((
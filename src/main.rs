use rocket::launch;
use std::sync::Arc;

use range_wizard::{bootstrap, config, web};

#[launch]
async fn rocket() -> _ {
    env_logger::init();

    // Load configuration
    let config = config::Config::from_env()
        .expect("Failed to load configuration");

    // Build application state
    let app_state = Arc::new(
        bootstrap::AppState::new(&config)
            .expect("Failed to initialize application state")
    );
    log::info!(
        "Serving on port {} (tick spacing {}, {} listed tokens)",
        config.port,
        app_state.engine.tick_spacing,
        app_state.token_list.len()
    );

    // Configure Rocket
    let figment = rocket::Config::figment()
        .merge(("port", config.port))
        .merge(("address", "0.0.0.0"));

    rocket::custom(figment)
        .manage(app_state)
        .mount("/", web::routes::api_routes())
}
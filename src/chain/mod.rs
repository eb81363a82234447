pub mod lookups;
pub mod memory;
pub mod providers;
pub mod range_token;
pub mod uniswap_v3_client;
// Session-owned form state for the two-step position wizard.
//
// User-entered fields are written by edit operations; derived fields (pool status,
// current price, hidden side, step validity) are written only by `apply`, with the
// outcome of a recompute pass.

use ethers::types::Address;
use serde::{Deserialize, Serialize};

use crate::chain::lookups::TokenMetadataSource;
use crate::engine::pipeline::{PassInputs, PassOutcome};
use crate::engine::range::validate_range;
use crate::math::units::{amount_to_f64, is_numeric_input};
use crate::models::{AmountPair, FeeTier, PoolStatus, PriceRange, Side, TokenDescriptor};

#[derive(Debug, Clone, Copy, PartialEq, Eq, Serialize, Deserialize)]
pub struct SessionHandle {
    pub account: Address,
}

#[derive(Debug, Clone, Copy, PartialEq, Eq, Default)]
pub enum ConnectionState {
    #[default]
    Disconnected,
    Connecting,
    Connected(SessionHandle),
}

impl ConnectionState {
    pub fn session(&self) -> Option<SessionHandle> {
        match self {
            ConnectionState::Connected(handle) => Some(*handle),
            _ => None,
        }
    }
}

#[derive(Debug, Clone, Copy, PartialEq, Eq, Serialize, Deserialize)]
#[serde(rename_all = "snake_case")]
pub enum ValidityReason {
    IncompleteFields,
    InsufficientTokens,
    NotConnected,
}

/// Validity flag for one wizard step. `reason` is `None` when valid, or when the pass
/// degraded because a lookup failed.
#[derive(Debug, Clone, Copy, PartialEq, Eq, Default, Serialize, Deserialize)]
pub struct StepValidity {
    pub valid: bool,
    pub reason: Option<ValidityReason>,
}

impl StepValidity {
    pub fn valid() -> Self {
        Self { valid: true, reason: None }
    }

    pub fn invalid(reason: ValidityReason) -> Self {
        Self { valid: false, reason: Some(reason) }
    }

    pub fn degraded() -> Self {
        Self { valid: false, reason: None }
    }
}

#[derive(Debug, Clone, Default)]
pub struct PositionForm {
    pub connection: ConnectionState,
    pub token_list: Vec<TokenDescriptor>,

    pub token_a: Option<TokenDescriptor>,
    pub token_b: Option<TokenDescriptor>,
    pub fee: Option<FeeTier>,
    pub initial_price: String,
    pub min_price_input: String,
    pub max_price_input: String,
    pub range: PriceRange,
    pub amounts: AmountPair,
    /// Last amount input typed by the user; the pipeline never overwrites it.
    pub edited: Option<Side>,

    // written by recompute passes
    pub pool: PoolStatus,
    pub current_price: Option<f64>,
    pub requires_initial_price: bool,
    pub hidden: Option<Side>,
    pub step1: StepValidity,
    pub step2: StepValidity,
}

impl PositionForm {
    pub fn new() -> Self {
        Self {
            amounts: AmountPair::new("", ""),
            ..Self::default()
        }
    }

    pub fn set_connection(&mut self, connection: ConnectionState) {
        self.connection = connection;
    }

    pub fn set_token_list(&mut self, tokens: Vec<TokenDescriptor>) {
        self.token_list = tokens;
    }

    /// Explicit load step for the selectable token list. Tokens whose metadata cannot
    /// be read are left out.
    pub async fn load_token_list<M>(&mut self, addresses: &[Address], metadata: &M) -> usize
    where
        M: TokenMetadataSource + ?Sized,
    {
        self.token_list = fetch_token_list(addresses, metadata).await;
        self.token_list.len()
    }

    pub fn select_token(&mut self, side: Side, token: Option<TokenDescriptor>) {
        match side {
            Side::A => self.token_a = token,
            Side::B => self.token_b = token,
        }
    }

    pub fn set_fee(&mut self, fee: Option<FeeTier>) {
        self.fee = fee;
    }

    /// Returns false, leaving state untouched, when `text` is not numeric.
    pub fn edit_initial_price(&mut self, text: &str) -> bool {
        if !is_numeric_input(text) {
            return false;
        }
        self.initial_price = text.to_string();
        true
    }

    pub fn initial_price_value(&self) -> f64 {
        amount_to_f64(&self.initial_price)
    }

    pub fn edit_min_price(&mut self, text: &str) -> bool {
        if !is_numeric_input(text) {
            return false;
        }
        self.min_price_input = text.to_string();
        true
    }

    pub fn edit_max_price(&mut self, text: &str) -> bool {
        if !is_numeric_input(text) {
            return false;
        }
        self.max_price_input = text.to_string();
        true
    }

    /// Commits the raw price buffers into the range if they form a valid range.
    /// On failure the buffers are restored from the committed range.
    pub fn commit_range(&mut self) -> bool {
        let min_price = amount_to_f64(&self.min_price_input);
        let max_price = amount_to_f64(&self.max_price_input);
        if validate_range(min_price, max_price) {
            self.range = PriceRange::new(min_price, max_price);
            true
        } else {
            log::debug!("Rejected range [{}, {}]", self.min_price_input, self.max_price_input);
            self.sync_price_inputs();
            false
        }
    }

    /// Programmatic range update (seeding, dragging, clamping). Keeps the buffers in sync.
    pub fn set_range(&mut self, range: PriceRange) {
        self.range = range;
        self.sync_price_inputs();
    }

    fn sync_price_inputs(&mut self) {
        self.min_price_input = format_price(self.range.min_price);
        self.max_price_input = format_price(self.range.max_price);
    }

    /// Typing into an amount input makes that side the driving one.
    pub fn edit_amount(&mut self, side: Side, text: &str) -> bool {
        if !is_numeric_input(text) {
            return false;
        }
        match side {
            Side::A => self.amounts.amount_a = text.to_string(),
            Side::B => self.amounts.amount_b = text.to_string(),
        }
        self.edited = Some(side);
        true
    }

    pub fn reveal_both_amounts(&mut self) {
        self.hidden = None;
    }

    /// Clears everything the user entered plus all derived state. The connection and
    /// the loaded token list belong to the session and survive.
    pub fn reset(&mut self) {
        let connection = self.connection;
        let token_list = std::mem::take(&mut self.token_list);
        *self = Self::new();
        self.connection = connection;
        self.token_list = token_list;
    }

    pub fn pass_inputs(&self) -> PassInputs {
        PassInputs {
            connection: self.connection,
            token_a: self.token_a.as_ref().map(|t| t.address),
            token_b: self.token_b.as_ref().map(|t| t.address),
            fee: self.fee,
            initial_price: self.initial_price_value(),
            range: self.range,
            amounts: self.amounts.clone(),
            edited: self.edited,
        }
    }

    pub fn apply(&mut self, outcome: PassOutcome) {
        self.pool = outcome.pool;
        self.current_price = outcome.current_price;
        self.requires_initial_price = outcome.requires_initial_price;
        self.hidden = outcome.hidden;
        self.step1 = outcome.step1;
        self.step2 = outcome.step2;
        if let Some(range) = outcome.range {
            self.set_range(range);
        }
        if let Some((side, amount)) = outcome.derived {
            if self.edited != Some(side) {
                match side {
                    Side::A => self.amounts.amount_a = amount,
                    Side::B => self.amounts.amount_b = amount,
                }
            }
        }
    }
}

/// Reads descriptors (label = symbol) for `addresses`, in order. Tokens whose metadata
/// cannot be read are left out.
pub async fn fetch_token_list<M>(addresses: &[Address], metadata: &M) -> Vec<TokenDescriptor>
where
    M: TokenMetadataSource + ?Sized,
{
    let lookups = addresses.iter().map(|&address| async move { (address, metadata.token_metadata(address).await) });
    let results = futures::future::join_all(lookups).await;

    let mut tokens = Vec::with_capacity(results.len());
    for (address, result) in results {
        match result {
            Ok(meta) => tokens.push(TokenDescriptor { label: meta.symbol, address }),
            Err(e) => log::warn!("Skipping token {:?}: {}", address, e),
        }
    }
    log::info!("Loaded {} of {} tokens", tokens.len(), addresses.len());
    tokens
}

fn format_price(price: f64) -> String {
    if price == 0.0 {
        String::new()
    } else {
        price.to_string()
    }
}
))
Exercise prompt:
Using the entries above, give back exactly the line containing "let token_list = std::mem::take(&mut", the line containing "self.step2 = outcome.step2;", and every line between them, and nothing else.

Exercise response:
        let token_list = std::mem::take(&mut self.token_list);
        *self = Self::new();
        self.connection = connection;
        self.token_list = token_list;
    }

    pub fn pass_inputs(&self) -> PassInputs {
        PassInputs {
            connection: self.connection,
            token_a: self.token_a.as_ref().map(|t| t.address),
            token_b: self.token_b.as_ref().map(|t| t.address),
            fee: self.fee,
            initial_price: self.initial_price_value(),
            range: self.range,
            amounts: self.amounts.clone(),
            edited: self.edited,
        }
    }

    pub fn apply(&mut self, outcome: PassOutcome) {
        self.pool = outcome.pool;
        self.current_price = outcome.current_price;
        self.requires_initial_price = outcome.requires_initial_price;
        self.hidden = outcome.hidden;
        self.step1 = outcome.step1;
        self.step2 = outcome.step2;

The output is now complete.